This election will be sewn up with the first debate. People just don’t LIKE Mrs. Clinton.
She reminds men of the aloof harpy that was never happy with anything that they dated or (even worse) married and then joyfully divorced.
She reminds women of the humorless, awkward know-it-all that they laughed about at the high school dance that she was not at, because once again she did not have a date.
And she reminds EVERYONE of the really b-—hy teacher they had at some point growing up.
She will not be able to help herself — she will slip into lecture mode at some point, hoping to educate us neanderthals into seeing sweet reason. That will be put on full display the sociopathic, unfeeling, arrogant b-—h that she really is. And it will be all over but the counting at that point.
“This election will be sewn up with the first debate. People just dont LIKE Mrs. Clinton.
She reminds men of the aloof harpy that was never happy with anything that they dated or (even worse) married and then joyfully divorced.
She reminds women of the humorless, awkward know-it-all that they laughed about at the high school dance that she was not at, because once again she did not have a date.
And she reminds EVERYONE of the really b-hy teacher they had at some point growing up.

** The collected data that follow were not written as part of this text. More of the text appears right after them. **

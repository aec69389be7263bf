use burn::config::Config;
use serde_json::Value;

use super::{DropoutKind, LayerKind};
use crate::FactoryError;

/// Keyword arguments of a layer constructor.
pub type LayerArgs = serde_json::Map<String, Value>;

/// Deferred description of a layer: a registered name and the keyword arguments to build it
/// with.
///
/// # Example
///
/// ```rust
/// use burn_blocks::factory::LayerSpec;
///
/// let act = LayerSpec::from("leakyrelu").with_arg("negative_slope", 0.2);
/// let norm = LayerSpec::from("batch");
/// ```
#[derive(Config, Debug, PartialEq)]
pub struct LayerSpec {
    /// Registered name of the layer.
    pub name: String,
    /// Keyword arguments forwarded to the layer constructor.
    #[config(default = "LayerArgs::new()")]
    pub args: LayerArgs,
}

impl LayerSpec {
    /// Set a single keyword argument.
    pub fn with_arg(mut self, key: impl Into<String>, value: impl Into<Value>) -> Self {
        self.args.insert(key.into(), value.into());
        self
    }
}

impl From<&str> for LayerSpec {
    fn from(name: &str) -> Self {
        Self::new(name.to_string())
    }
}

impl From<String> for LayerSpec {
    fn from(name: String) -> Self {
        Self::new(name)
    }
}

/// Split a layer description into the kind it names and its keyword arguments.
///
/// # Errors
///
/// [`FactoryError::UnknownName`] when the name isn't registered for the category `K`.
pub fn split_args<K: LayerKind>(spec: &LayerSpec) -> Result<(K, &LayerArgs), FactoryError> {
    Ok((K::lookup(&spec.name)?, &spec.args))
}

/// Dropout argument of a block: either a bare ratio or a full layer description.
#[derive(Config, Debug, PartialEq)]
pub enum DropoutSpec {
    /// The default dropout layer with `p` set to the ratio.
    Ratio(f64),
    /// A named dropout layer with its arguments.
    Named(LayerSpec),
}

impl DropoutSpec {
    /// Normalize the description into a dropout kind and its keyword arguments.
    ///
    /// A ratio of zero means no dropout layer at all, and returns `None`.
    pub fn split(&self) -> Result<Option<(DropoutKind, LayerArgs)>, FactoryError> {
        match self {
            Self::Ratio(ratio) if *ratio == 0.0 => Ok(None),
            Self::Ratio(ratio) => {
                let mut args = LayerArgs::new();
                args.insert("p".to_string(), Value::from(*ratio));
                Ok(Some((DropoutKind::Dropout, args)))
            }
            Self::Named(spec) => {
                let (kind, args) = split_args::<DropoutKind>(spec)?;
                Ok(Some((kind, args.clone())))
            }
        }
    }
}

impl From<f64> for DropoutSpec {
    fn from(ratio: f64) -> Self {
        Self::Ratio(ratio)
    }
}

impl From<LayerSpec> for DropoutSpec {
    fn from(spec: LayerSpec) -> Self {
        Self::Named(spec)
    }
}

/// Typed access to the keyword arguments of one layer.
pub(crate) struct ArgReader<'a> {
    layer: &'static str,
    args: &'a LayerArgs,
}

impl<'a> ArgReader<'a> {
    /// Check that only `accepted` keys are present.
    pub(crate) fn new(
        layer: &'static str,
        args: &'a LayerArgs,
        accepted: &[&str],
    ) -> Result<Self, FactoryError> {
        if let Some(key) = args.keys().find(|key| !accepted.contains(&key.as_str())) {
            return Err(FactoryError::UnexpectedArgument {
                layer,
                key: key.clone(),
            });
        }

        Ok(Self { layer, args })
    }

    pub(crate) fn f64(&self, key: &'static str, default: f64) -> Result<f64, FactoryError> {
        match self.args.get(key) {
            None => Ok(default),
            Some(value) => value.as_f64().ok_or_else(|| self.invalid(key, "a number")),
        }
    }

    pub(crate) fn bool(&self, key: &'static str, default: bool) -> Result<bool, FactoryError> {
        match self.args.get(key) {
            None => Ok(default),
            Some(value) => value.as_bool().ok_or_else(|| self.invalid(key, "a boolean")),
        }
    }

    pub(crate) fn usize(
        &self,
        key: &'static str,
        default: Option<usize>,
    ) -> Result<usize, FactoryError> {
        match (self.args.get(key), default) {
            (None, Some(default)) => Ok(default),
            (None, None) => Err(FactoryError::MissingArgument {
                layer: self.layer,
                key,
            }),
            (Some(value), _) => value
                .as_u64()
                .filter(|value| *value > 0)
                .map(|value| value as usize)
                .ok_or_else(|| self.invalid(key, "a positive integer")),
        }
    }

    pub(crate) fn invalid(&self, key: &'static str, expected: &'static str) -> FactoryError {
        FactoryError::InvalidArgument {
            layer: self.layer,
            key,
            expected,
        }
    }
}

#[cfg(test)]
mod tests {
    use super::*;
    use crate::factory::NormKind;

    #[test]
    fn split_resolves_the_name() {
        let spec = LayerSpec::from("Batch").with_arg("momentum", 0.2);
        let (kind, args) = split_args::<NormKind>(&spec).unwrap();

        assert_eq!(kind, NormKind::Batch);
        assert_eq!(args.get("momentum"), Some(&Value::from(0.2)));
    }

    #[test]
    fn split_fails_on_unknown_name() {
        let spec = LayerSpec::from("layer");

        assert!(matches!(
            split_args::<NormKind>(&spec),
            Err(FactoryError::UnknownName { .. })
        ));
    }

    #[test]
    fn ratio_is_shorthand_for_default_dropout() {
        let shorthand = DropoutSpec::from(0.3).split().unwrap();
        let explicit = DropoutSpec::from(LayerSpec::from("dropout").with_arg("p", 0.3))
            .split()
            .unwrap();

        assert_eq!(shorthand, explicit);
        assert_eq!(
            shorthand.map(|(kind, args)| (kind, args.get("p").and_then(Value::as_f64))),
            Some((DropoutKind::Dropout, Some(0.3)))
        );
    }

    #[test]
    fn zero_ratio_means_no_dropout() {
        assert_eq!(DropoutSpec::Ratio(0.0).split(), Ok(None));
    }

    #[test]
    fn reader_rejects_unexpected_keys() {
        let spec = LayerSpec::from("instance").with_arg("momentum", 0.1);

        assert_eq!(
            ArgReader::new("instance", &spec.args, &["eps", "affine"]).err(),
            Some(FactoryError::UnexpectedArgument {
                layer: "instance",
                key: "momentum".to_string(),
            })
        );
    }

    #[test]
    fn reader_checks_value_types() {
        let spec = LayerSpec::from("group")
            .with_arg("num_groups", 0)
            .with_arg("affine", "yes");
        let reader = ArgReader::new("group", &spec.args, &["num_groups", "affine"]).unwrap();

        assert!(reader.usize("num_groups", None).is_err());
        assert!(reader.bool("affine", true).is_err());
        assert_eq!(reader.f64("eps", 1e-5), Ok(1e-5));
    }

    #[test]
    fn spec_survives_config_serialization() {
        let spec = LayerSpec::from("prelu").with_arg("init", 0.1);
        let json = spec.to_string();

        assert_eq!(LayerSpec::load_binary(json.as_bytes()).unwrap(), spec);
    }
}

She will not be able to help herself she will slip into lecture mode at some point, hoping to educate us neanderthals into seeing sweet reason. That will be put on full display the sociopathic, unfeeling, arrogant b-h that she really is. And it will be all over but the counting at that point.”
....she will also remind everyone of one of the those old women on the bus, or subway, that smells like poop!!
Read Dolly Kyle’s book about the Clintons and especially Dolly’s description of the first time she met Hillary. PSA: do not read that part while you are eating. Evidently, hygiene was not Hillary’s strong suit.